Syntellix AG: Dispute between celebrity investors: Utz Claassen loses against Carsten Maschmeyer in court
Munich As an entrepreneur, manager and investor, Utz Claassen is at the very top of the German economy, at least in terms of awareness. In autumn 2020, the former head of companies like Sartorius or EnBW even asked Ralph Guise-Rübe, President of the Hanover Regional Court, whether the German constitutional state was about to collapse: “Overburdened, overwhelmed, overrun” was the title of her book.
In the meantime, the 58-year-old could ask himself to what extent he is personally contributing to this overload. For years he has been fighting a legal war on multiple fronts against his former Hanoverian homeland friend Carsten Maschmeyer, who is now causing a sensation primarily as an investor in the start-up television show “Die Höhle der Löwen”.

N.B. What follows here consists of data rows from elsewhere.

pub mod engine;
pub mod logging;
pub mod plugins;
pub mod shared;

#[cfg(test)]
#[path = "../tests/helpers/mod.rs"]
pub mod test_helpers;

Before the Regional Court of Munich I, however, Claassen has now suffered serious defeats in two of the proceedings he initiated: The claims for damages in the amount of more than six million euros were dismissed. This round in the alpha men’s arena fell to Maschmeyer.
It’s about internals and interests around the still small medical technology company Syntellix from Hanover, which has much bigger plans, such as an IPO in Singapore. The purpose of the business is to sell magnesium bone screws that will dissolve after the operation. Maschmeyer also once believed in these special screws and became a major shareholder of the Claassen-controlled company with more than 42 percent. But they fell out, Maschmeyer sold his shares at the end of 2016 to the then supervisory board chairman Claassen.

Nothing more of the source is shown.